- Exercise data:
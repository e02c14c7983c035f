use std::net::SocketAddr;
use std::sync::Arc;
use std::time::Duration;

use anyhow::anyhow;
use futures::{SinkExt, StreamExt};
use tokio::io::{AsyncRead, AsyncWrite, AsyncWriteExt};
use tokio_util::codec::Framed;

use mqrelay_codec::error::DecodeError;
use mqrelay_codec::v3::Codec as CodecV3;
use mqrelay_codec::v5::Codec as CodecV5;
use mqrelay_codec::version::{
    ProtocolVersion, VersionCodec, UNACCEPTABLE_PROTOCOL_CONNACK,
};
use mqrelay_codec::{MqttCodec, MqttPacket};

use crate::error::MqttError;
use crate::{Builder, Result};

/// Object-safe socket trait so TCP and TLS connections flow through one
/// concrete stream type.
pub trait MqttIo: AsyncRead + AsyncWrite + Send + Unpin {}

impl<T: AsyncRead + AsyncWrite + Send + Unpin> MqttIo for T {}

pub type BoxedIo = Box<dyn MqttIo>;

/// Accepted connection before the protocol version is known.
pub struct Dispatcher {
    pub(crate) io: Framed<BoxedIo, MqttCodec>,
    pub remote_addr: SocketAddr,
    pub tls: bool,
    pub cfg: Arc<Builder>,
}

impl Dispatcher {
    pub(crate) fn new(io: BoxedIo, remote_addr: SocketAddr, tls: bool, cfg: Arc<Builder>) -> Self {
        let mut io =
            Framed::with_capacity(io, MqttCodec::Version(VersionCodec), cfg.reader_buffer_size);
        io.write_buffer_mut().reserve(cfg.writer_buffer_size);
        Dispatcher { io, remote_addr, tls, cfg }
    }

    /// Determines the protocol version from the buffered CONNECT bytes and
    /// swaps in the version-specific codec; the buffered bytes are then
    /// replayed by the first real `recv`. A CONNECT with an unacceptable
    /// protocol level is answered with a negative CONNACK before the error
    /// is returned.
    #[inline]
    pub async fn mqtt(mut self) -> Result<MqttStream> {
        let version = match self.probe_version().await {
            Ok(version) => version,
            Err(e)
                if matches!(
                    e.downcast_ref::<DecodeError>(),
                    Some(DecodeError::UnsupportedProtocolLevel)
                ) =>
            {
                let io = self.io.get_mut();
                let _ = io.write_all(&UNACCEPTABLE_PROTOCOL_CONNACK).await;
                let _ = io.flush().await;
                return Err(MqttError::UnsupportedProtocolVersion.into());
            }
            Err(e) => return Err(e),
        };

        let codec = match version {
            ProtocolVersion::MQTT3 => MqttCodec::V3(CodecV3::new(self.cfg.max_packet_size)),
            ProtocolVersion::MQTT5 => {
                MqttCodec::V5(CodecV5::new(self.cfg.max_packet_size, self.cfg.max_packet_size))
            }
        };
        *self.io.codec_mut() = codec;

        Ok(MqttStream {
            io: self.io,
            version,
            remote_addr: self.remote_addr,
            tls: self.tls,
            cfg: self.cfg,
        })
    }

    #[inline]
    async fn probe_version(&mut self) -> Result<ProtocolVersion> {
        match tokio::time::timeout(self.cfg.read_timeout, self.io.next()).await {
            Ok(Some(Ok((MqttPacket::Version(ver), _)))) => Ok(ver),
            Ok(Some(Ok(_))) => Err(anyhow!(DecodeError::InvalidProtocol)),
            Ok(Some(Err(e))) => Err(anyhow!(e)),
            Ok(None) => Err(anyhow!(DecodeError::InvalidProtocol)),
            Err(_) => Err(MqttError::ReadTimeout.into()),
        }
    }
}

/// Version-negotiated packet stream.
pub struct MqttStream {
    pub io: Framed<BoxedIo, MqttCodec>,
    pub version: ProtocolVersion,
    pub remote_addr: SocketAddr,
    pub tls: bool,
    pub cfg: Arc<Builder>,
}

impl MqttStream {
    /// Receives the next packet, bounded by `tm` when non-zero.
    #[inline]
    pub async fn recv(&mut self, tm: Duration) -> Result<Option<MqttPacket>> {
        if tm.is_zero() {
            return match self.io.next().await {
                Some(Ok((packet, _))) => Ok(Some(packet)),
                Some(Err(e)) => Err(e.into()),
                None => Ok(None),
            };
        }
        match tokio::time::timeout(tm, self.io.next()).await {
            Ok(Some(Ok((packet, _)))) => Ok(Some(packet)),
            Ok(Some(Err(e))) => Err(e.into()),
            Ok(None) => Ok(None),
            Err(_) => Err(MqttError::ReadTimeout.into()),
        }
    }

    /// Sends one packet and flushes, bounded by the configured send timeout.
    #[inline]
    pub async fn send(&mut self, packet: MqttPacket) -> Result<()> {
        send(&mut self.io, packet, self.cfg.send_timeout).await
    }

    #[inline]
    pub async fn close(&mut self) -> Result<()> {
        close(&mut self.io, self.cfg.send_timeout).await
    }
}

#[inline]
pub(crate) async fn send(
    io: &mut Framed<BoxedIo, MqttCodec>,
    packet: MqttPacket,
    send_timeout: Duration,
) -> Result<()> {
    if send_timeout.is_zero() {
        io.send(packet).await?;
        Ok(())
    } else {
        match tokio::time::timeout(send_timeout, io.send(packet)).await {
            Ok(Ok(())) => Ok(()),
            Ok(Err(e)) => Err(MqttError::Encode(e)),
            Err(_) => Err(MqttError::WriteTimeout),
        }?;
        Ok(())
    }
}

#[inline]
pub(crate) async fn close(
    io: &mut Framed<BoxedIo, MqttCodec>,
    send_timeout: Duration,
) -> Result<()> {
    if send_timeout.is_zero() {
        io.close().await?;
        Ok(())
    } else {
        match tokio::time::timeout(send_timeout, io.close()).await {
            Ok(Ok(())) => Ok(()),
            Ok(Err(e)) => Err(MqttError::Encode(e)),
            Err(_) => Err(MqttError::CloseTimeout),
        }?;
        Ok(())
    }
}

- Work request: Every record above belongs in the answer, reproduced exactly.

- Solution below:
repository e02c14c7983c035f
use std::net::SocketAddr;
use std::sync::Arc;
use std::time::Duration;

use anyhow::anyhow;
use futures::{SinkExt, StreamExt};
use tokio::io::{AsyncRead, AsyncWrite, AsyncWriteExt};
use tokio_util::codec::Framed;

use mqrelay_codec::error::DecodeError;
use mqrelay_codec::v3::Codec as CodecV3;
use mqrelay_codec::v5::Codec as CodecV5;
use mqrelay_codec::version::{
    ProtocolVersion, VersionCodec, UNACCEPTABLE_PROTOCOL_CONNACK,
};
use mqrelay_codec::{MqttCodec, MqttPacket};

use crate::error::MqttError;
use crate::{Builder, Result};

/// Object-safe socket trait so TCP and TLS connections flow through one
/// concrete stream type.
pub trait MqttIo: AsyncRead + AsyncWrite + Send + Unpin {}

impl<T: AsyncRead + AsyncWrite + Send + Unpin> MqttIo for T {}

pub type BoxedIo = Box<dyn MqttIo>;

/// Accepted connection before the protocol version is known.
pub struct Dispatcher {
    pub(crate) io: Framed<BoxedIo, MqttCodec>,
    pub remote_addr: SocketAddr,
    pub tls: bool,
    pub cfg: Arc<Builder>,
}

impl Dispatcher {
    pub(crate) fn new(io: BoxedIo, remote_addr: SocketAddr, tls: bool, cfg: Arc<Builder>) -> Self {
        let mut io =
            Framed::with_capacity(io, MqttCodec::Version(VersionCodec), cfg.reader_buffer_size);
        io.write_buffer_mut().reserve(cfg.writer_buffer_size);
        Dispatcher { io, remote_addr, tls, cfg }
    }

    /// Determines the protocol version from the buffered CONNECT bytes and
    /// swaps in the version-specific codec; the buffered bytes are then
    /// replayed by the first real `recv`. A CONNECT with an unacceptable
    /// protocol level is answered with a negative CONNACK before the error
    /// is returned.
    #[inline]
    pub async fn mqtt(mut self) -> Result<MqttStream> {
        let version = match self.probe_version().await {
            Ok(version) => version,
            Err(e)
                if matches!(
                    e.downcast_ref::<DecodeError>(),
                    Some(DecodeError::UnsupportedProtocolLevel)
                ) =>
            {
                let io = self.io.get_mut();
                let _ = io.write_all(&UNACCEPTABLE_PROTOCOL_CONNACK).await;
                let _ = io.flush().await;
                return Err(MqttError::UnsupportedProtocolVersion.into());
            }
            Err(e) => return Err(e),
        };

        let codec = match version {
            ProtocolVersion::MQTT3 => MqttCodec::V3(CodecV3::new(self.cfg.max_packet_size)),
            ProtocolVersion::MQTT5 => {
                MqttCodec::V5(CodecV5::new(self.cfg.max_packet_size, self.cfg.max_packet_size))
            }
        };
        *self.io.codec_mut() = codec;

        Ok(MqttStream {
            io: self.io,
            version,
            remote_addr: self.remote_addr,
            tls: self.tls,
            cfg: self.cfg,
        })
    }

    #[inline]
    async fn probe_version(&mut self) -> Result<ProtocolVersion> {
        match tokio::time::timeout(self.cfg.read_timeout, self.io.next()).await {
            Ok(Some(Ok((MqttPacket::Version(ver), _)))) => Ok(ver),
            Ok(Some(Ok(_))) => Err(anyhow!(DecodeError::InvalidProtocol)),
            Ok(Some(Err(e))) => Err(anyhow!(e)),
            Ok(None) => Err(anyhow!(DecodeError::InvalidProtocol)),
            Err(_) => Err(MqttError::ReadTimeout.into()),
        }
    }
}

/// Version-negotiated packet stream.
pub struct MqttStream {
    pub io: Framed<BoxedIo, MqttCodec>,
    pub version: ProtocolVersion,
    pub remote_addr: SocketAddr,
    pub tls: bool,
    pub cfg: Arc<Builder>,
}

impl MqttStream {
    /// Receives the next packet, bounded by `tm` when non-zero.
    #[inline]
    pub async fn recv(&mut self, tm: Duration) -> Result<Option<MqttPacket>> {
        if tm.is_zero() {
            return match self.io.next().await {
                Some(Ok((packet, _))) => Ok(Some(packet)),
                Some(Err(e)) => Err(e.into()),
                None => Ok(None),
            };
        }
        match tokio::time::timeout(tm, self.io.next()).await {
            Ok(Some(Ok((packet, _)))) => Ok(Some(packet)),
            Ok(Some(Err(e))) => Err(e.into()),
            Ok(None) => Ok(None),
            Err(_) => Err(MqttError::ReadTimeout.into()),
        }
    }

    /// Sends one packet and flushes, bounded by the configured send timeout.
    #[inline]
    pub async fn send(&mut self, packet: MqttPacket) -> Result<()> {
        send(&mut self.io, packet, self.cfg.send_timeout).await
    }

    #[inline]
    pub async fn close(&mut self) -> Result<()> {
        close(&mut self.io, self.cfg.send_timeout).await
    }
}

#[inline]
pub(crate) async fn send(
    io: &mut Framed<BoxedIo, MqttCodec>,
    packet: MqttPacket,
    send_timeout: Duration,
) -> Result<()> {
    if send_timeout.is_zero() {
        io.send(packet).await?;
        Ok(())
    } else {
        match tokio::time::timeout(send_timeout, io.send(packet)).await {
            Ok(Ok(())) => Ok(()),
            Ok(Err(e)) => Err(MqttError::Encode(e)),
            Err(_) => Err(MqttError::WriteTimeout),
        }?;
        Ok(())
    }
}

#[inline]
pub(crate) async fn close(
    io: &mut Framed<BoxedIo, MqttCodec>,
    send_timeout: Duration,
) -> Result<()> {
    if send_timeout.is_zero() {
        io.close().await?;
        Ok(())
    } else {
        match tokio::time::timeout(send_timeout, io.close()).await {
            Ok(Ok(())) => Ok(()),
            Ok(Err(e)) => Err(MqttError::Encode(e)),
            Err(_) => Err(MqttError::CloseTimeout),
        }?;
        Ok(())
    }
}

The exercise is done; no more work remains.